Now lets take a quick stop over in Italy. When I was in Rome a couple years back for an exhibition (at the excellent House of Love and Dissent), I picked up a cool exhibition catalog for a 2006 show called The Book as a Work of Art at the Galleria Nazionale d’Arte Moderna in Rome. It contains a great collection of avant-garde books, including 21 Futurist books produced over two decades (1911-1934), many of which I had never seen before. Although way out of my depth in both design and art history knowledge, I wanted to share these Futurist covers. Many Italian Futurists yoked themselves to Fascism after World War I, but I am unsure of exactly who did and didn’t outside of Marinetti’s enthusiastic support for Mussolini (and Mussolini’s general disregard for both the Futurists and art in general). I’m going to (somewhat arbitrarily) split these covers up into early Futurist and post-WWI Futurist. By today’s standards, some of them look quite staid, but I believe for the time and the printing method (set type), the tilted lines of type, overprinting, and multiple typefaces were pretty innovative. Enjoy part one!
(ps.
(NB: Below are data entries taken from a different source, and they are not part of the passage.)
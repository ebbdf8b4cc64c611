use alloc::string::String;
use thiserror::Error;

use crate::Coord2;

#[derive(Error, Debug, Copy, Clone, PartialEq, Eq)]
pub enum GameError {
    #[error("Grid dimensions must be at least 1x1")]
    InvalidDimension,
    #[error("Invalid coordinates")]
    InvalidCoords,
    #[error("Start cell {0:?} is covered by a wall")]
    StartBlocked(Coord2),
    #[error("Game state does not match its board")]
    InconsistentState,
}

pub type Result<T> = core::result::Result<T, GameError>;

/// Failures of the portable level encoding. None of them touch in-memory state.
#[derive(Error, Debug, Clone, PartialEq, Eq)]
pub enum LevelError {
    #[error("Invalid level format: {0}")]
    InvalidFormat(FormatIssue),
    #[error("Could not decode level: {0}")]
    DecodeError(String),
    #[error("Could not encode level: {0}")]
    EncodeError(String),
}

#[derive(Error, Debug, Copy, Clone, PartialEq, Eq)]
pub enum FormatIssue {
    #[error("missing or invalid `{0}` field")]
    MissingField(&'static str),
    #[error("`{field}` must be between 1 and {max}, got {value}")]
    DimensionOutOfRange {
        field: &'static str,
        value: u64,
        max: u64,
    },
    #[error("expected {expected} cells, got {actual}")]
    GridLength { expected: usize, actual: usize },
    #[error("unknown cell code {0}")]
    UnknownCell(u64),
    #[error("grid cells must be non-negative integers")]
    NonIntegerCell,
}

impl From<FormatIssue> for LevelError {
    fn from(issue: FormatIssue) -> Self {
        Self::InvalidFormat(issue)
    }
}
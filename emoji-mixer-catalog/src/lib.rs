//! Codepoint encoding, pair keys and mashup lookup for emoji-mixer.
//!
//! This crate holds the pure core shared by the offline builder and the
//! runtime:
//!
//! - `codepoint`: glyph ⇄ lowercase hyphen-joined hex codepoint strings
//! - `pair_key`: order-independent keys for a pair of codepoint strings
//! - `records`: emoji and pair-mix records plus their JSON artifact envelopes
//! - `catalog`: the immutable pair catalog, lookup and partner index
//! - `emoji_index`: the pickable emoji list keyed by codepoint

pub mod catalog;
pub mod codepoint;
pub mod emoji_index;
pub mod pair_key;
pub mod records;

pub use catalog::{Catalog, DEFAULT_MIX_LABEL, MixView, PartnerIndex};
pub use codepoint::{CodepointError, decode, encode, is_codepoint_string, split_glyphs};
pub use emoji_index::EmojiIndex;
pub use pair_key::{PairKey, normalize};
pub use records::{
    ArtifactError, EmojiIndexArtifact, EmojiRecord, PairMixArtifact, PairMixRecord,
    UNRANKED_ORDER,
};
//! Runtime catalog: pair lookup and the derived partner index.

use crate::codepoint::encode;
use crate::pair_key::PairKey;
use crate::records::{PairMixArtifact, PairMixRecord};
use std::collections::{BTreeSet, HashMap};

/// Label used when a mix record carries no `alt` text.
pub const DEFAULT_MIX_LABEL: &str = "Emoji mix";

/// Maps each codepoint string to the codepoints it has a recorded mix with.
///
/// Derived from a [`Catalog`] and rebuilt with it; never persisted.
#[derive(Debug, Default, Clone, PartialEq, Eq)]
pub struct PartnerIndex {
    partners: HashMap<String, BTreeSet<String>>,
}

impl PartnerIndex {
    pub fn from_records<'a>(records: impl IntoIterator<Item = &'a PairMixRecord>) -> Self {
        let mut partners: HashMap<String, BTreeSet<String>> = HashMap::new();
        for record in records {
            // The key holds both codepoints already normalized.
            let (a, b) = record.key.parts();
            partners.entry(a.to_string()).or_default().insert(b.to_string());
            partners.entry(b.to_string()).or_default().insert(a.to_string());
        }
        Self { partners }
    }

    /// Partners of a codepoint string, in ascending order.
    pub fn partners_of(&self, codepoint: &str) -> Option<&BTreeSet<String>> {
        self.partners.get(&codepoint.to_lowercase())
    }

    /// Number of codepoints with at least one partner.
    pub fn len(&self) -> usize {
        self.partners.len()
    }

    pub fn is_empty(&self) -> bool {
        self.partners.is_empty()
    }
}

/// Display-ready result of resolving a selected pair.
#[derive(Debug, Clone, PartialEq, Eq, serde::Serialize)]
#[serde(rename_all = "camelCase")]
pub struct MixView {
    /// Normalized pair key
    pub id: String,
    pub emoji_a: String,
    pub emoji_b: String,
    /// Absent when the source recorded the pair without an image
    #[serde(skip_serializing_if = "Option::is_none")]
    pub image_url: Option<String>,
    pub label: String,
}

/// Immutable pair-mix catalog loaded from `pairMixes.json`.
#[derive(Debug, Default, Clone)]
pub struct Catalog {
    generated_at: Option<String>,
    pairs: HashMap<PairKey, PairMixRecord>,
    partners: PartnerIndex,
}

impl Catalog {
    /// An empty catalog; every lookup reports "not found".
    pub fn empty() -> Self {
        Self::default()
    }

    pub fn from_artifact(artifact: PairMixArtifact) -> Self {
        let pairs: HashMap<PairKey, PairMixRecord> = artifact.pairs.into_iter().collect();
        let partners = PartnerIndex::from_records(pairs.values());
        log::debug!(
            "Catalog built with {} pairs, {} partnered codepoints",
            pairs.len(),
            partners.len()
        );
        Self {
            generated_at: Some(artifact.generated_at),
            pairs,
            partners,
        }
    }

    pub fn from_records(records: impl IntoIterator<Item = PairMixRecord>) -> Self {
        let pairs: HashMap<PairKey, PairMixRecord> = records
            .into_iter()
            .map(|record| (record.key.clone(), record))
            .collect();
        let partners = PartnerIndex::from_records(pairs.values());
        Self {
            generated_at: None,
            pairs,
            partners,
        }
    }

    pub fn generated_at(&self) -> Option<&str> {
        self.generated_at.as_deref()
    }

    pub fn len(&self) -> usize {
        self.pairs.len()
    }

    pub fn is_empty(&self) -> bool {
        self.pairs.is_empty()
    }

    pub fn partners(&self) -> &PartnerIndex {
        &self.partners
    }

    /// Look up a record by its normalized key.
    pub fn get(&self, key: &PairKey) -> Option<&PairMixRecord> {
        self.pairs.get(key)
    }

    /// Look up the pair formed by two codepoint strings, in either order.
    pub fn get_by_codepoints(&self, a: &str, b: &str) -> Option<&PairMixRecord> {
        PairKey::new(a, b).and_then(|key| self.pairs.get(&key))
    }

    /// Look up the mix for two glyphs.
    ///
    /// Returns `None` when there is no mix for the pair, and also when either
    /// glyph is empty (no selection).
    pub fn lookup(&self, glyph_a: &str, glyph_b: &str) -> Option<&PairMixRecord> {
        let key = PairKey::from_glyphs(glyph_a, glyph_b)?;
        let found = self.pairs.get(&key);
        if found.is_none() {
            log::debug!("No mix for pair {key}");
        }
        found
    }

    /// Resolve two glyphs into a display-ready [`MixView`].
    pub fn resolve_mix(&self, glyph_a: &str, glyph_b: &str) -> Option<MixView> {
        let record = self.lookup(glyph_a, glyph_b)?;
        Some(MixView {
            id: record.key.to_string(),
            emoji_a: record
                .left_glyph
                .clone()
                .unwrap_or_else(|| glyph_a.to_string()),
            emoji_b: record
                .right_glyph
                .clone()
                .unwrap_or_else(|| glyph_b.to_string()),
            image_url: record.image_url.clone(),
            label: record
                .label
                .clone()
                .unwrap_or_else(|| DEFAULT_MIX_LABEL.to_string()),
        })
    }

    /// Codepoints that have a recorded mix with `glyph`.
    pub fn partners_of_glyph(&self, glyph: &str) -> Option<&BTreeSet<String>> {
        self.partners.partners_of(&encode(glyph))
    }

    pub fn records(&self) -> impl Iterator<Item = &PairMixRecord> {
        self.pairs.values()
    }
}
It is the insides of some of these books that are truly breathtaking, but as this is a blog about covers, I’ll stick to the outsides for now…)
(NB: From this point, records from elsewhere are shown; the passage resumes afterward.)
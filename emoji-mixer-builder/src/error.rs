//! Typed error variants for the emoji-mixer-builder crate.
//!
//! Every variant is fatal to a build: the builder aborts and no artifact is
//! written. Incomplete source records are not errors; they are skipped.

use std::path::PathBuf;
use thiserror::Error;

/// Errors that abort an artifact build.
#[derive(Debug, Error)]
pub enum BuildError {
    /// The source file could not be read, or the artifact could not be written.
    #[error("I/O error on '{path}': {source}")]
    Io {
        /// File being read or written.
        path: PathBuf,
        /// Underlying I/O error.
        #[source]
        source: std::io::Error,
    },

    /// The source file is not valid JSON.
    #[error("Failed to parse emoji source: {0}")]
    Parse(#[source] serde_json::Error),

    /// The source parsed but is neither an array nor `{ "data": [...] }`.
    #[error("Emoji source has unexpected shape. Expected array or {{ data: [] }}, found {found}.")]
    UnexpectedShape {
        /// JSON type that was found at the top level.
        found: &'static str,
    },

    /// The artifact could not be serialized.
    #[error("Failed to serialize artifact: {0}")]
    Serialize(#[source] serde_json::Error),
}

impl BuildError {
    pub(crate) fn io(path: impl Into<PathBuf>, source: std::io::Error) -> Self {
        BuildError::Io {
            path: path.into(),
            source,
        }
    }
}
These are in chronological order, except for the book above, which is: Ardengo Soffici, Bifzf+18. Simultaneità e Chimismi lirici [Simultaneity and lyrical Chemistry] (Firenze: Edizioni della Voce, 1915). Titles are very roughly translated in the [brackets].
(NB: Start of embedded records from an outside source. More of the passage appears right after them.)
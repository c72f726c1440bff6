//! Pair-mix pass: every combination in the source → one record per pair key.
//!
//! When several combinations share a key, the one with the greatest `date`
//! string is kept (see [`PairMixRecord::is_newer_than`]).

use crate::source::{RawCombination, RawEmoji, RawPartner};
use emoji_mixer_catalog::{PairKey, PairMixArtifact, PairMixRecord};
use serde_json::Value;
use std::collections::BTreeMap;
use std::collections::btree_map::Entry;

/// Convert one combination into a pair record.
///
/// Returns `None` if either partner codepoint is missing or blank. A
/// combination without an image URL is still kept so that it takes part in
/// the newest-date choice for its pair.
pub fn pair_record(combo: RawCombination) -> Option<PairMixRecord> {
    let left = combo.left_codepoint()?.trim().to_lowercase();
    let right = combo.right_codepoint()?.trim().to_lowercase();
    let key = PairKey::new(&left, &right)?;

    let image_url = combo.g_static_url.filter(|url| !url.is_empty());
    if image_url.is_none() {
        log::debug!("Combination {key} has no gStaticUrl");
    }

    Some(PairMixRecord {
        key,
        left_glyph: combo
            .left_emoji
            .as_ref()
            .and_then(RawPartner::glyph)
            .map(str::to_string),
        right_glyph: combo
            .right_emoji
            .as_ref()
            .and_then(RawPartner::glyph)
            .map(str::to_string),
        left_codepoint: left,
        right_codepoint: right,
        image_url,
        label: combo.alt,
        date: combo.date,
    })
}

/// Keep `record` in `pairs` unless an existing record for its key is at
/// least as new.
fn keep_newest(
    mut pairs: BTreeMap<PairKey, PairMixRecord>,
    record: PairMixRecord,
) -> BTreeMap<PairKey, PairMixRecord> {
    match pairs.entry(record.key.clone()) {
        Entry::Vacant(slot) => {
            slot.insert(record);
        }
        Entry::Occupied(mut slot) => {
            if record.is_newer_than(slot.get()) {
                slot.insert(record);
            }
        }
    }
    pairs
}

/// Fold every combination of every source element into the pair map.
pub fn build_pair_records(source: &[Value]) -> BTreeMap<PairKey, PairMixRecord> {
    source
        .iter()
        .filter_map(RawEmoji::from_value)
        .flat_map(|raw| raw.combination_records().collect::<Vec<_>>())
        .filter_map(pair_record)
        .fold(BTreeMap::new(), keep_newest)
}

/// Wrap the pair map into the `pairMixes.json` envelope.
pub fn build_pair_mixes(source: &[Value], generated_at: String) -> PairMixArtifact {
    let pairs = build_pair_records(source);
    PairMixArtifact {
        generated_at,
        count: pairs.len(),
        pairs,
    }
}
Anton Giulio Bragaglia, Fotodinamismo futurista [Photo futurist dynamism] (Roma: Nalato, 1911).
Filippo Tommaso Marinetti, Zang Tumb Tumb (Milano: Edizioni Futuriste di Poesia, 1914).
Auro D’Alba, Baionette. Versi liberi e parole in libertà [Free verse and free words] (Milano: Edizioni Futuriste di Poesia, 1915).
Corrado Govoni, Rarefazioni e Parole in libertà [Words in freedom and rarefactions] (Milano: Edizioni Futuriste di Poesia, 1915).
Carlo Carrà, Guerrapittura [Warpaint] (Milano: Edizioni Futuriste di Poesia, 1915).
Francesco Cangiullo, Piedigrotta [Footcave] (Milano: Edizioni Futuriste di Poesia, 1916).
Francesco Meriano, Equatore nottorno. Parole in libertà [Equator don’t come back. Free Words] (Milano: Edizioni Futuriste di Poesia, 1916).
Volt [Vincenzo Fani], Archi voltaici. Parole in libertà e sintesi teatrali [Arcs. Free words and synthesis stage] (Milano: Edizioni Futuriste di Poesia, 1916).
Francesco Cangiullo, Caffèconcerto. Alfabeto a sorpresa [Coffee concert. Alphabet surprise] (Milano: Edizioni Futuriste di Poesia, 1919).